[Records from a data source]

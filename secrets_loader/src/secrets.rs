use std::collections::BTreeMap;

/// The four keys every firmware build receives a definition for.
#[derive(Debug, Clone, Copy, PartialEq, Eq, Hash)]
pub enum SecretKey {
    /// SSID of the Wi-Fi network.
    WifiSsid,
    /// Password of the Wi-Fi network.
    WifiPassword,
    /// API key for the weather service.
    WeatherApiKey,
    /// Location the weather is fetched for.
    WeatherLocation,
}

impl SecretKey {
    /// All keys, in the order their definitions are emitted.
    pub const ALL: [SecretKey; 4] = [
        SecretKey::WifiSsid,
        SecretKey::WifiPassword,
        SecretKey::WeatherApiKey,
        SecretKey::WeatherLocation,
    ];

    /// The key as written in `secrets.env`.
    pub fn as_str(self) -> &'static str {
        match self {
            SecretKey::WifiSsid => "WIFI_SSID",
            SecretKey::WifiPassword => "WIFI_PASSWORD",
            SecretKey::WeatherApiKey => "WEATHER_API_KEY",
            SecretKey::WeatherLocation => "WEATHER_LOCATION",
        }
    }

    /// The name of the definition handed to the compiler.
    pub fn define_name(self) -> &'static str {
        match self {
            SecretKey::WifiSsid => "DEFAULT_WIFI_SSID",
            SecretKey::WifiPassword => "DEFAULT_WIFI_PASSWORD",
            SecretKey::WeatherApiKey => "DEFAULT_WEATHER_API_KEY",
            SecretKey::WeatherLocation => "DEFAULT_WEATHER_LOCATION",
        }
    }

    /// Value used when the secrets file is missing or does not set the key.
    pub fn default_value(self) -> &'static str {
        match self {
            SecretKey::WeatherLocation => "Delhi",
            _ => "",
        }
    }
}

/// Key/value pairs read from `secrets.env`, layered over the defaults.
#[derive(Debug, Clone, PartialEq, Eq)]
pub struct SecretsMap {
    entries: BTreeMap<String, String>,
}

impl Default for SecretsMap {
    fn default() -> Self {
        let entries = SecretKey::ALL
            .iter()
            .map(|key| (key.as_str().to_string(), key.default_value().to_string()))
            .collect();
        Self { entries }
    }
}

impl SecretsMap {
    /// Applies the contents of a secrets file on top of the current entries.
    ///
    /// Lines are applied in order, so a key set twice keeps its last value.
    /// Returns the number of lines that produced an entry.
    pub fn merge_str(&mut self, text: &str) -> usize {
        self.merge_bytes(text.as_bytes())
    }

    /// Like [`merge_str`](Self::merge_str), for raw file contents. Lines that
    /// are not valid UTF-8 are skipped; the rest of the file still applies.
    pub fn merge_bytes(&mut self, bytes: &[u8]) -> usize {
        let mut applied = 0;
        for line in bytes.split(|b| *b == b'\n') {
            let Ok(line) = std::str::from_utf8(line) else {
                continue;
            };
            if let Some((key, value)) = parse_line(line) {
                self.entries.insert(key, value);
                applied += 1;
            }
        }
        applied
    }

    pub fn get(&self, key: &str) -> Option<&str> {
        self.entries.get(key).map(String::as_str)
    }

    /// Value for one of the required keys, falling back to its default.
    pub fn value(&self, key: SecretKey) -> &str {
        self.get(key.as_str()).unwrap_or(key.default_value())
    }
}

/// Parses one line of a secrets file.
///
/// Blank lines, `#` comments and lines without `=` yield `None`. The line is
/// split on the first `=`; both halves are trimmed and the value loses one
/// layer of surrounding quotes.
pub fn parse_line(line: &str) -> Option<(String, String)> {
    let line = line.trim();
    if line.is_empty() || line.starts_with('#') {
        return None;
    }

    let (key, value) = line.split_once('=')?;
    Some((key.trim().to_string(), strip_quotes(value.trim()).to_string()))
}

// Double quotes come off first, then single quotes.
fn strip_quotes(value: &str) -> &str {
    let value = value.strip_prefix('"').unwrap_or(value);
    let value = value.strip_suffix('"').unwrap_or(value);
    let value = value.strip_prefix('\'').unwrap_or(value);
    value.strip_suffix('\'').unwrap_or(value)
}

/// Shortens a secret for log output: the first three characters, then `***`.
pub fn redact(value: &str) -> String {
    let mut shown: String = value.chars().take(3).collect();
    shown.push_str("***");
    shown
}
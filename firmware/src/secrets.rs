// Injected by build.rs from firmware/secrets.env (or the built-in defaults)
const WIFI_SSID: &str = env!("DEFAULT_WIFI_SSID");
const WIFI_PASSWORD: &str = env!("DEFAULT_WIFI_PASSWORD");
const WEATHER_API_KEY: &str = env!("DEFAULT_WEATHER_API_KEY");
const WEATHER_LOCATION: &str = env!("DEFAULT_WEATHER_LOCATION");

/// Defines the structure for the secrets.
#[derive(Debug, Clone)]
pub struct Secrets {
    /// Wi-Fi configuration.
    pub wifi: WiFiConfig,
    /// Weather API configuration.
    pub weather: WeatherConfig,
}

/// Defines the structure for the Wi-Fi configuration.
#[derive(Debug, Clone)]
pub struct WiFiConfig {
    /// The SSID of the Wi-Fi network.
    pub ssid: &'static str,
    /// The password of the Wi-Fi network.
    pub password: &'static str,
}

/// Defines the structure for the weather API configuration.
#[derive(Debug, Clone, PartialEq)]
pub struct WeatherConfig {
    /// The API key for weatherapi.com.
    pub api_key: String,
    /// The location for which the weather should be fetched.
    pub location: String,
}

impl Secrets {
    /// Loads the secrets that were embedded at compile time.
    pub fn load() -> Self {
        Secrets {
            wifi: WiFiConfig {
                ssid: WIFI_SSID,
                password: WIFI_PASSWORD,
            },
            weather: WeatherConfig {
                api_key: WEATHER_API_KEY.to_string(),
                location: WEATHER_LOCATION.to_string(),
            },
        }
    }
}
use std::fs;
use std::path::{Path, PathBuf};

use anyhow::Context;
use log::*;

use crate::flags::BuildFlagSet;
use crate::secrets::{redact, SecretKey, SecretsMap};
use crate::sink::DefinitionSink;

/// Directory below the project root that holds the secrets file.
pub const SECRETS_DIR: &str = "firmware";
/// Name of the secrets file.
pub const SECRETS_FILE: &str = "secrets.env";

/// Reads `<root>/firmware/secrets.env` and turns it into build definitions.
#[derive(Debug, Clone)]
pub struct SecretLoader {
    root: PathBuf,
}

impl SecretLoader {
    pub fn new(root: impl Into<PathBuf>) -> Self {
        Self { root: root.into() }
    }

    /// Where the secrets file is expected, whether or not it exists.
    pub fn secrets_path(&self) -> PathBuf {
        self.root.join(SECRETS_DIR).join(SECRETS_FILE)
    }

    /// Builds the secrets map: the defaults, overwritten by the file if there
    /// is one. A missing file only logs a warning; a file that cannot be read
    /// leaves the defaults untouched.
    pub fn load(&self) -> SecretsMap {
        let path = self.secrets_path();
        let mut secrets = SecretsMap::default();

        if !path.exists() {
            warn!("{} not found, using empty defaults", path.display());
            return secrets;
        }

        let bytes = match read_secrets(&path) {
            Ok(bytes) => bytes,
            Err(e) => {
                debug!("Ignoring unreadable secrets file: {:#}", e);
                return secrets;
            }
        };
        secrets.merge_bytes(&bytes);

        info!(
            "Loaded secrets from {}: WIFI_SSID={}, WEATHER_LOCATION={}",
            path.display(),
            redact(secrets.value(SecretKey::WifiSsid)),
            secrets.value(SecretKey::WeatherLocation)
        );
        secrets
    }

    /// Loads the secrets and appends one definition per required key to
    /// `sink`, in fixed key order.
    pub fn inject<S: DefinitionSink + ?Sized>(&self, sink: &mut S) -> BuildFlagSet {
        let flags = BuildFlagSet::from_secrets(&self.load());
        for flag in &flags {
            sink.append_flag(flag);
        }
        info!("Injected {} build flags from {}", flags.len(), SECRETS_FILE);
        flags
    }
}

fn read_secrets(path: &Path) -> anyhow::Result<Vec<u8>> {
    fs::read(path).with_context(|| format!("Error reading {}", path.display()))
}

#[cfg(test)]
mod tests {
    use super::*;

    #[test]
    fn secrets_path_is_below_firmware_dir() {
        let loader = SecretLoader::new("/work/project");
        assert_eq!(
            loader.secrets_path(),
            PathBuf::from("/work/project/firmware/secrets.env")
        );
    }

    #[test]
    fn missing_root_falls_back_to_defaults() {
        let loader = SecretLoader::new("/this/path/does/not/exist");
        assert_eq!(loader.load(), SecretsMap::default());
    }

    #[test]
    fn read_error_names_the_file() {
        let err = read_secrets(Path::new("/this/path/does/not/exist/secrets.env")).unwrap_err();
        assert!(format!("{:#}", err).contains("secrets.env"));
    }
}
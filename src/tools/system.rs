//! Device control: conversation hangup and volume, routed over the bus.

use serde_json::{Value, json};

use super::{FunctionSpec, ToolError};
use crate::events::{EventBus, EventKind};

pub struct SystemPlugin {
    bus: EventBus,
}

impl SystemPlugin {
    pub fn new(bus: EventBus) -> Self {
        Self { bus }
    }

    pub fn functions(&self) -> Vec<FunctionSpec> {
        vec![
            FunctionSpec {
                name: "EndConversation",
                description: "End the current conversation when the user says goodbye or asks to stop",
                parameters: json!({ "type": "object", "properties": {} }),
            },
            FunctionSpec {
                name: "VolumeUp",
                description: "Raise the speaker volume one step",
                parameters: json!({ "type": "object", "properties": {} }),
            },
            FunctionSpec {
                name: "VolumeDown",
                description: "Lower the speaker volume one step",
                parameters: json!({ "type": "object", "properties": {} }),
            },
        ]
    }

    pub async fn invoke(&self, function: &str, _args: &Value) -> Result<Value, ToolError> {
        match function {
            "EndConversation" => {
                self.bus.publish_from("system-tool", EventKind::HangupInput);
                Ok(json!("Goodbye."))
            }
            "VolumeUp" => {
                self.bus.publish_from("system-tool", EventKind::VolumeCtrlUp);
                Ok(json!("Volume raised."))
            }
            "VolumeDown" => {
                self.bus
                    .publish_from("system-tool", EventKind::VolumeCtrlDown);
                Ok(json!("Volume lowered."))
            }
            other => Err(ToolError::UnknownFunction(other.to_string())),
        }
    }
}

#[cfg(test)]
mod tests {
    use super::*;
    use crate::events::EventType;

    #[tokio::test]
    async fn test_end_conversation_publishes_hangup() {
        let bus = EventBus::new();
        let mut rx = bus.watch(&[EventType::HangupInput]);
        let plugin = SystemPlugin::new(bus);

        plugin.invoke("EndConversation", &json!({})).await.unwrap();
        assert_eq!(rx.recv().await.unwrap().kind, EventKind::HangupInput);
    }

    #[tokio::test]
    async fn test_volume_functions_publish_ctrl_events() {
        let bus = EventBus::new();
        let mut rx = bus.watch(&[EventType::VolumeCtrlUp, EventType::VolumeCtrlDown]);
        let plugin = SystemPlugin::new(bus);

        plugin.invoke("VolumeUp", &json!({})).await.unwrap();
        plugin.invoke("VolumeDown", &json!({})).await.unwrap();
        assert_eq!(rx.recv().await.unwrap().kind, EventKind::VolumeCtrlUp);
        assert_eq!(rx.recv().await.unwrap().kind, EventKind::VolumeCtrlDown);
    }
}
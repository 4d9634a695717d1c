//! REST access to the memory store.

use axum::Json;
use axum::extract::{Path, Query, State};
use serde::Deserialize;
use serde_json::{Value, json};

use crate::errors::{AppError, AppResult};
use crate::memory::{MemoryItem, MemoryStats};
use crate::state::AppState;

fn internal(e: impl std::fmt::Display) -> AppError {
    AppError::InternalServerError(e.to_string())
}

/// `GET /api/Memory`
pub async fn list(State(state): State<AppState>) -> Json<Vec<MemoryItem>> {
    Json(state.memory.list().await)
}

/// `GET /api/Memory/{key}`
pub async fn get(
    State(state): State<AppState>,
    Path(key): Path<String>,
) -> AppResult<Json<MemoryItem>> {
    match state.memory.recall(&key).await.map_err(internal)? {
        Some(item) => Ok(Json(item)),
        None => Err(AppError::NotFound(format!("memory '{key}'"))),
    }
}

#[derive(Debug, Deserialize)]
#[serde(rename_all = "camelCase")]
pub struct SearchParams {
    pub query: String,
    #[serde(default = "default_max_results")]
    pub max_results: usize,
}

fn default_max_results() -> usize {
    5
}

/// `GET /api/Memory/search?query&maxResults`
pub async fn search(
    State(state): State<AppState>,
    Query(params): Query<SearchParams>,
) -> AppResult<Json<Vec<Value>>> {
    let results = state
        .memory
        .search(&params.query, params.max_results)
        .await
        .map_err(internal)?;
    Ok(Json(
        results
            .into_iter()
            .map(|(item, score)| json!({ "item": item, "score": score }))
            .collect(),
    ))
}

/// `GET /api/Memory/stats`
pub async fn stats(State(state): State<AppState>) -> Json<MemoryStats> {
    Json(state.memory.stats().await)
}

#[derive(Debug, Deserialize)]
pub struct PutMemoryBody {
    pub content: String,
}

/// `PUT /api/Memory/{key}`
pub async fn put(
    State(state): State<AppState>,
    Path(key): Path<String>,
    Json(body): Json<PutMemoryBody>,
) -> AppResult<Json<MemoryItem>> {
    let item = state
        .memory
        .save(&key, &body.content)
        .await
        .map_err(internal)?;
    Ok(Json(item))
}

/// `DELETE /api/Memory/{key}`
pub async fn delete(
    State(state): State<AppState>,
    Path(key): Path<String>,
) -> AppResult<Json<Value>> {
    let existed = state.memory.forget(&key).await.map_err(internal)?;
    if !existed {
        return Err(AppError::NotFound(format!("memory '{key}'")));
    }
    Ok(Json(json!({ "deleted": true })))
}

/// `DELETE /api/Memory/clear`
pub async fn clear(State(state): State<AppState>) -> AppResult<Json<Value>> {
    state.memory.clear().await.map_err(internal)?;
    Ok(Json(json!({ "cleared": true })))
}
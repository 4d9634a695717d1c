//! The `memories.json` store.

use std::collections::HashMap;
use std::path::PathBuf;
use std::sync::Arc;

use chrono::Utc;
use serde::Serialize;
use tokio::sync::RwLock;
use tracing::{debug, info, warn};

use super::embedding::{EmbeddingProvider, cosine_similarity};
use super::{MemoryError, MemoryItem};

/// Aggregate counters for the stats endpoint.
#[derive(Debug, Clone, Serialize)]
#[serde(rename_all = "camelCase")]
pub struct MemoryStats {
    pub count: usize,
    pub capacity: usize,
    pub total_accesses: u64,
    pub with_embeddings: usize,
}

/// Capped, persistent memory store.
///
/// All mutations rewrite `memories.json` atomically (temp file + rename), so
/// a crash mid-write can never leave a torn file behind.
pub struct MemoryStore {
    path: PathBuf,
    capacity: usize,
    embedder: Option<Arc<dyn EmbeddingProvider>>,
    items: RwLock<HashMap<String, MemoryItem>>,
}

impl MemoryStore {
    /// Load the store from `path`, creating an empty one when the file does
    /// not exist yet.
    pub async fn load(
        path: PathBuf,
        capacity: usize,
        embedder: Option<Arc<dyn EmbeddingProvider>>,
    ) -> Result<Self, MemoryError> {
        let items = match tokio::fs::read(&path).await {
            Ok(bytes) => {
                let list: Vec<MemoryItem> = serde_json::from_slice(&bytes)
                    .map_err(|e| MemoryError::Load(format!("{}: {e}", path.display())))?;
                info!(count = list.len(), path = %path.display(), "loaded memories");
                list.into_iter().map(|item| (item.key.clone(), item)).collect()
            }
            Err(e) if e.kind() == std::io::ErrorKind::NotFound => HashMap::new(),
            Err(e) => return Err(MemoryError::Load(format!("{}: {e}", path.display()))),
        };

        Ok(Self {
            path,
            capacity,
            embedder,
            items: RwLock::new(items),
        })
    }

    /// Insert or overwrite a memory. Evicts (least-frequently-used, then
    /// least-recently-accessed) until the new item fits the cap.
    pub async fn save(&self, key: &str, content: &str) -> Result<MemoryItem, MemoryError> {
        // Embedding is best effort: the memory is kept even when the remote
        // embedding service is down.
        let embedding = match &self.embedder {
            Some(embedder) => match embedder.embed(content).await {
                Ok(vector) => Some(vector),
                Err(e) => {
                    warn!("embedding failed, storing without vector: {}", e);
                    None
                }
            },
            None => None,
        };

        let item = {
            let mut items = self.items.write().await;
            let item = match items.get_mut(key) {
                Some(existing) => {
                    existing.content = content.to_string();
                    existing.updated_at = Utc::now();
                    existing.embedding = embedding;
                    existing.clone()
                }
                None => {
                    while items.len() >= self.capacity {
                        evict_one(&mut items);
                    }
                    let item = MemoryItem::new(key.to_string(), content.to_string(), embedding);
                    items.insert(key.to_string(), item.clone());
                    item
                }
            };
            self.persist(&items).await?;
            item
        };

        debug!(key, "memory saved");
        Ok(item)
    }

    /// Direct lookup. Bumps the access counters (and persists them) on hit.
    pub async fn recall(&self, key: &str) -> Result<Option<MemoryItem>, MemoryError> {
        let mut items = self.items.write().await;
        let Some(item) = items.get_mut(key) else {
            return Ok(None);
        };
        item.access_count += 1;
        item.last_accessed_at = Utc::now();
        let found = item.clone();
        self.persist(&items).await?;
        Ok(Some(found))
    }

    /// Semantic search over stored embeddings. Returns an empty list when no
    /// embedding provider is configured.
    pub async fn search(
        &self,
        query: &str,
        max_results: usize,
    ) -> Result<Vec<(MemoryItem, f32)>, MemoryError> {
        let Some(embedder) = &self.embedder else {
            return Ok(Vec::new());
        };
        let query_vector = embedder.embed(query).await?;

        let items = self.items.read().await;
        let mut scored: Vec<(MemoryItem, f32)> = items
            .values()
            .filter_map(|item| {
                item.embedding
                    .as_ref()
                    .map(|vector| (item.clone(), cosine_similarity(&query_vector, vector)))
            })
            .collect();
        scored.sort_by(|a, b| b.1.partial_cmp(&a.1).unwrap_or(std::cmp::Ordering::Equal));
        scored.truncate(max_results);
        Ok(scored)
    }

    /// Remove one memory; returns whether it existed.
    pub async fn forget(&self, key: &str) -> Result<bool, MemoryError> {
        let mut items = self.items.write().await;
        let existed = items.remove(key).is_some();
        if existed {
            self.persist(&items).await?;
        }
        Ok(existed)
    }

    /// Remove everything.
    pub async fn clear(&self) -> Result<(), MemoryError> {
        let mut items = self.items.write().await;
        items.clear();
        self.persist(&items).await
    }

    /// All memories, sorted by key, access counters untouched.
    pub async fn list(&self) -> Vec<MemoryItem> {
        let items = self.items.read().await;
        let mut list: Vec<MemoryItem> = items.values().cloned().collect();
        list.sort_by(|a, b| a.key.cmp(&b.key));
        list
    }

    pub async fn stats(&self) -> MemoryStats {
        let items = self.items.read().await;
        MemoryStats {
            count: items.len(),
            capacity: self.capacity,
            total_accesses: items.values().map(|i| i.access_count).sum(),
            with_embeddings: items.values().filter(|i| i.embedding.is_some()).count(),
        }
    }

    async fn persist(&self, items: &HashMap<String, MemoryItem>) -> Result<(), MemoryError> {
        let mut list: Vec<&MemoryItem> = items.values().collect();
        list.sort_by(|a, b| a.key.cmp(&b.key));
        let json = serde_json::to_vec_pretty(&list)
            .map_err(|e| MemoryError::Persist(e.to_string()))?;

        let tmp = self.path.with_extension("json.tmp");
        tokio::fs::write(&tmp, &json)
            .await
            .map_err(|e| MemoryError::Persist(format!("{}: {e}", tmp.display())))?;
        tokio::fs::rename(&tmp, &self.path)
            .await
            .map_err(|e| MemoryError::Persist(format!("{}: {e}", self.path.display())))
    }
}

/// Drop the least valuable memory: lowest access count, oldest access as the
/// tie breaker.
fn evict_one(items: &mut HashMap<String, MemoryItem>) {
    let victim = items
        .values()
        .min_by(|a, b| {
            a.access_count
                .cmp(&b.access_count)
                .then(a.last_accessed_at.cmp(&b.last_accessed_at))
        })
        .map(|item| item.key.clone());
    if let Some(key) = victim {
        debug!(%key, "evicting memory");
        items.remove(&key);
    }
}
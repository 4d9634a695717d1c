//! Device-visible feedback: LED colour, speakerphone call state, volume.
//!
//! The coordinator is a bus subscriber; the actual GPIO and USB-HID drivers
//! live outside this crate and are reached through the [`LedDriver`] and
//! [`CallStateSink`] traits. The default implementations just log, which is
//! what runs on a development machine.

mod coordinator;
pub mod mixer;

pub use coordinator::DeviceCoordinator;
pub use mixer::{LogMixerBackend, MixerBackend, VolumeMixer};

use tracing::debug;

/// LED colours the device can show.
#[derive(Debug, Clone, Copy, PartialEq, Eq)]
pub enum LedColor {
    Off,
    Red,
    Blue,
    /// Assistant speech level; brightness follows the talk meter.
    Green { brightness: u8 },
    LightGreen,
    Orange,
    Yellow,
    White,
}

/// Sink for LED colour changes (GPIO driver in production).
pub trait LedDriver: Send + Sync {
    fn set_color(&self, color: LedColor);
}

/// Sink for the USB-HID speakerphone call state.
pub trait CallStateSink: Send + Sync {
    fn set_call_active(&self, active: bool);
}

/// Log-only LED driver for hosts without GPIO.
#[derive(Default)]
pub struct LogLedDriver;

impl LedDriver for LogLedDriver {
    fn set_color(&self, color: LedColor) {
        debug!(?color, "led");
    }
}

/// Log-only speakerphone sink.
#[derive(Default)]
pub struct LogCallStateSink;

impl CallStateSink for LogCallStateSink {
    fn set_call_active(&self, active: bool) {
        debug!(active, "speakerphone call state");
    }
}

# Task prompt
Go through the data and gather every line that holds "network".

# Exercise output
    /// SSID of the Wi-Fi network.
    /// Password of the Wi-Fi network.
    /// The SSID of the Wi-Fi network.
    /// The password of the Wi-Fi network.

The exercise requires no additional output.